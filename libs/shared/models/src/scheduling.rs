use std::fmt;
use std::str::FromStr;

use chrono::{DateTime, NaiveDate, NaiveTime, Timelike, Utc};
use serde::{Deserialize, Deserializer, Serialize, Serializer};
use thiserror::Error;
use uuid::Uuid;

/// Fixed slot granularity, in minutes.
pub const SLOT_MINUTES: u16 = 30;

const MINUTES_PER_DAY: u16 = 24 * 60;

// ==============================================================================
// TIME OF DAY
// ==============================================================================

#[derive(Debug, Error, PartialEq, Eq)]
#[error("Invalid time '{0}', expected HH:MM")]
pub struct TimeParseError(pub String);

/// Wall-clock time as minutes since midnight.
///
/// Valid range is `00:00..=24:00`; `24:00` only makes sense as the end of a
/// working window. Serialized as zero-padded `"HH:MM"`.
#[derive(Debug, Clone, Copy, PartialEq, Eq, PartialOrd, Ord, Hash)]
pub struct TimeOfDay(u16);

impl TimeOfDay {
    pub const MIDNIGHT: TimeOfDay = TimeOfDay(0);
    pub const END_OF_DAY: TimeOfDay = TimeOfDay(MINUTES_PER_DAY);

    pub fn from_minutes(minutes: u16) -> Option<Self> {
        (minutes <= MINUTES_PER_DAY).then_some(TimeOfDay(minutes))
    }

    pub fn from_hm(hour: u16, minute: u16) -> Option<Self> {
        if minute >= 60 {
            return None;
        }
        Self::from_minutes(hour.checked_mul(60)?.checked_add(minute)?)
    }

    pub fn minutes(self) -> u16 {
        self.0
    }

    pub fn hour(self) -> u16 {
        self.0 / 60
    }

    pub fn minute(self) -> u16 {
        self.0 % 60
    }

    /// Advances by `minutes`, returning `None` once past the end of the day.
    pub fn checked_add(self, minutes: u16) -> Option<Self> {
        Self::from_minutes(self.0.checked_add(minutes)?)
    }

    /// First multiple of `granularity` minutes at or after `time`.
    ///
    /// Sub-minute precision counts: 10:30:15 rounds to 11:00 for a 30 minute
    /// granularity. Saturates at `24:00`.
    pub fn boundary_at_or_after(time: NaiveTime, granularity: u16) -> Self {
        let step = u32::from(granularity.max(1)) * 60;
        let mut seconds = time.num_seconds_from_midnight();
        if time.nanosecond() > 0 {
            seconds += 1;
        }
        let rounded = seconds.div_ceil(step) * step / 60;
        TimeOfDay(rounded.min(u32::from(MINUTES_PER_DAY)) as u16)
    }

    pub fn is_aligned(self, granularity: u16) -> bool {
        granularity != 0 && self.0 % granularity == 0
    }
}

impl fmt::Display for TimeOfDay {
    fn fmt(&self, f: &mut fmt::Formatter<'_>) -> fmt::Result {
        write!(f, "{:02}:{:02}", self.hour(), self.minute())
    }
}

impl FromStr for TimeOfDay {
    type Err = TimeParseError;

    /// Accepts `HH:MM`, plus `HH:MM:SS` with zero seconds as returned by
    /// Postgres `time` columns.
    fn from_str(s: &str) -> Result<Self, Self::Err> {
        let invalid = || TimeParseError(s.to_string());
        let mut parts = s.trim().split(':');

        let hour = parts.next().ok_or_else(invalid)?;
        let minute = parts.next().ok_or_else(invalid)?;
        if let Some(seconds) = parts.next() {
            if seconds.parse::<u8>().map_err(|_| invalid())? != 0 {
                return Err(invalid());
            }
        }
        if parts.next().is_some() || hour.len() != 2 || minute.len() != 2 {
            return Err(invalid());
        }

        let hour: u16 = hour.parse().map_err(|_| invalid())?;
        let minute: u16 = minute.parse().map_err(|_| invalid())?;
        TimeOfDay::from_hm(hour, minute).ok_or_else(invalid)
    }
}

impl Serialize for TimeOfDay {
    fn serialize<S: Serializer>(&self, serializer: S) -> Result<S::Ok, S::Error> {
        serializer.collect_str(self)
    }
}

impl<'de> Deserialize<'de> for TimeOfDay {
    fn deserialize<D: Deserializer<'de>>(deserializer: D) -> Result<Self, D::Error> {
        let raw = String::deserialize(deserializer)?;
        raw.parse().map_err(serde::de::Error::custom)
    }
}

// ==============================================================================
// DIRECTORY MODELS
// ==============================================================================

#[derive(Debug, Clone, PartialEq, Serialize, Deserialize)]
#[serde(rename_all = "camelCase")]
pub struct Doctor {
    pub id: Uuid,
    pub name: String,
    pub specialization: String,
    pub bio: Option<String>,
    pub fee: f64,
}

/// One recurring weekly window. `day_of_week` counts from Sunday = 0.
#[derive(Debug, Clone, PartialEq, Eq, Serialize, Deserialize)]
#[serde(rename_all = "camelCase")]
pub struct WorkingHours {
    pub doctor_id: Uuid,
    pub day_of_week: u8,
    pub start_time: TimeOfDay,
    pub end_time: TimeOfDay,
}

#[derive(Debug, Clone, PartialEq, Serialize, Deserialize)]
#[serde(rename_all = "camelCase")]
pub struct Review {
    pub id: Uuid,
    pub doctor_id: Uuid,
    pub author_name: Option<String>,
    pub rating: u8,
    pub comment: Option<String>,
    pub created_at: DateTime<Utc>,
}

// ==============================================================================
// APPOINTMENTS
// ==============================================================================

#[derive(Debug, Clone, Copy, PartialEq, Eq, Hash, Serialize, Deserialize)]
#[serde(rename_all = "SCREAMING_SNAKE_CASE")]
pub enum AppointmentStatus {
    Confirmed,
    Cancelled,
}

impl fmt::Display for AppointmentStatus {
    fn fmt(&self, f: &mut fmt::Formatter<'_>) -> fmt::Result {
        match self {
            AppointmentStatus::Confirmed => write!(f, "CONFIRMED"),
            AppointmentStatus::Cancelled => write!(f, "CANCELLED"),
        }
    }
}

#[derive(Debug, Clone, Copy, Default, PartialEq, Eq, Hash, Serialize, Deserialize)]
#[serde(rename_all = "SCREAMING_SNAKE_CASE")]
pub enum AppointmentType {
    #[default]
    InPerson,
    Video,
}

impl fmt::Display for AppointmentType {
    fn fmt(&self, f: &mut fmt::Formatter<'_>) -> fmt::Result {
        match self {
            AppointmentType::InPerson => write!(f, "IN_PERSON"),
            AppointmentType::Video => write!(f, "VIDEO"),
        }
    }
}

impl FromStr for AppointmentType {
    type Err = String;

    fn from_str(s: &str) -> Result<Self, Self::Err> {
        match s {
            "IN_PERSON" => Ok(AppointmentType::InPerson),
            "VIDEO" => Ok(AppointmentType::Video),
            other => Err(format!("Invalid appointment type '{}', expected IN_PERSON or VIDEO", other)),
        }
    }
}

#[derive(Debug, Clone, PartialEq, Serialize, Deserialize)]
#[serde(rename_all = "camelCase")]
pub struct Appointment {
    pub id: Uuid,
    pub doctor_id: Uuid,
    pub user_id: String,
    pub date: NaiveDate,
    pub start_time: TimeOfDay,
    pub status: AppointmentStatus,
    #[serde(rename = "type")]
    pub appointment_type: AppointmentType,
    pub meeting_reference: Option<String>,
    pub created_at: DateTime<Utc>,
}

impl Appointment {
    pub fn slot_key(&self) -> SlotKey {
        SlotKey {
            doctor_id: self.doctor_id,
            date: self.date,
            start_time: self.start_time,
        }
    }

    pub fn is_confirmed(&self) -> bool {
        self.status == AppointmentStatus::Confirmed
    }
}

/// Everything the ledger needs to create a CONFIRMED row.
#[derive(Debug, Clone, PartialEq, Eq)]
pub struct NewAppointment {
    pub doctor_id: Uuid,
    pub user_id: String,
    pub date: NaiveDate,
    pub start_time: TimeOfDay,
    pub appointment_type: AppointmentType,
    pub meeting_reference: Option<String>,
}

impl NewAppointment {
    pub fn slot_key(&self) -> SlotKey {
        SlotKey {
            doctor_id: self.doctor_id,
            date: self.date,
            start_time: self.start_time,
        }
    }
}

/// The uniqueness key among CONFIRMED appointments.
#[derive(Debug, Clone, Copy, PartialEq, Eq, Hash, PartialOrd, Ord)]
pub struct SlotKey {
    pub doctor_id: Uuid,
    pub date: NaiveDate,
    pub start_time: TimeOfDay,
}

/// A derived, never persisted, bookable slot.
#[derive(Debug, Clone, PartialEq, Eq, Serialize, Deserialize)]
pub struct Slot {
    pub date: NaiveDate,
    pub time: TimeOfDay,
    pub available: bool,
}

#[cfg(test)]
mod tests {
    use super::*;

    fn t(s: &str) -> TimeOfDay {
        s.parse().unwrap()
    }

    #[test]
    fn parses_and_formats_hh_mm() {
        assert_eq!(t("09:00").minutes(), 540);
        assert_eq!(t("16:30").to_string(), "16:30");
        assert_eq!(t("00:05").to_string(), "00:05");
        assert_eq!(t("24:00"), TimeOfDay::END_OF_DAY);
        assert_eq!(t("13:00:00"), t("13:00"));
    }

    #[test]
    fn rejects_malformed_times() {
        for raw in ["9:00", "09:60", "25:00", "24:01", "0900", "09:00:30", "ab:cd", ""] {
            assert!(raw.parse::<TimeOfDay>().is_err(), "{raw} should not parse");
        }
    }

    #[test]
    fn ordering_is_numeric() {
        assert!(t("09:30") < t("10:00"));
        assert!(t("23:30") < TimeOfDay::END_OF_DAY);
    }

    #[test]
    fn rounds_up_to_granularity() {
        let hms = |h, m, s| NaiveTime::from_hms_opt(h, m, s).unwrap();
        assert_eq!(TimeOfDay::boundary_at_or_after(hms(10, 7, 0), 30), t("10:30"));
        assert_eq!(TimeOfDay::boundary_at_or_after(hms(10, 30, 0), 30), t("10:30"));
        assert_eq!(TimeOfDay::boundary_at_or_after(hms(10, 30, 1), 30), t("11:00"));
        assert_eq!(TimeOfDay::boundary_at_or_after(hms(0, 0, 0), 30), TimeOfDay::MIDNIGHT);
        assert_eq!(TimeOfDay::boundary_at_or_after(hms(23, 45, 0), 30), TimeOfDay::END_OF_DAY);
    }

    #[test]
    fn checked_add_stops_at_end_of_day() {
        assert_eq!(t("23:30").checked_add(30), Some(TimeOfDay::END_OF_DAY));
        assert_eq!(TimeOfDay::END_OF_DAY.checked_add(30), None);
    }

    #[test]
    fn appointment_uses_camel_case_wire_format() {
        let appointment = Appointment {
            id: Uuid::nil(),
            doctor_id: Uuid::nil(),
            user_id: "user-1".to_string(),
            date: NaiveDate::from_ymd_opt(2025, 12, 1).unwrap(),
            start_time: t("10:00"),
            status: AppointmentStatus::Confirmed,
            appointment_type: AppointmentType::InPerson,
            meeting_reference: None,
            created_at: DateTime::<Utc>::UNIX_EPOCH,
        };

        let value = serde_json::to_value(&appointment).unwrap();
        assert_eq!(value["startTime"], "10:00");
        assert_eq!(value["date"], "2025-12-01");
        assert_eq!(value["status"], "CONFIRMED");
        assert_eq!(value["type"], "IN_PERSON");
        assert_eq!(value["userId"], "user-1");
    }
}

◆ WORK INSTRUCTION
Restate the entries above word for word, beginning with their first line and ending with the line holding "TIME OF DAY"; omit everything else.

◆ PROBLEM SOLUTION
filename libs/shared/models/src/scheduling.rs
use std::fmt;
use std::str::FromStr;

use chrono::{DateTime, NaiveDate, NaiveTime, Timelike, Utc};
use serde::{Deserialize, Deserializer, Serialize, Serializer};
use thiserror::Error;
use uuid::Uuid;

/// Fixed slot granularity, in minutes.
pub const SLOT_MINUTES: u16 = 30;

const MINUTES_PER_DAY: u16 = 24 * 60;

// ==============================================================================
// TIME OF DAY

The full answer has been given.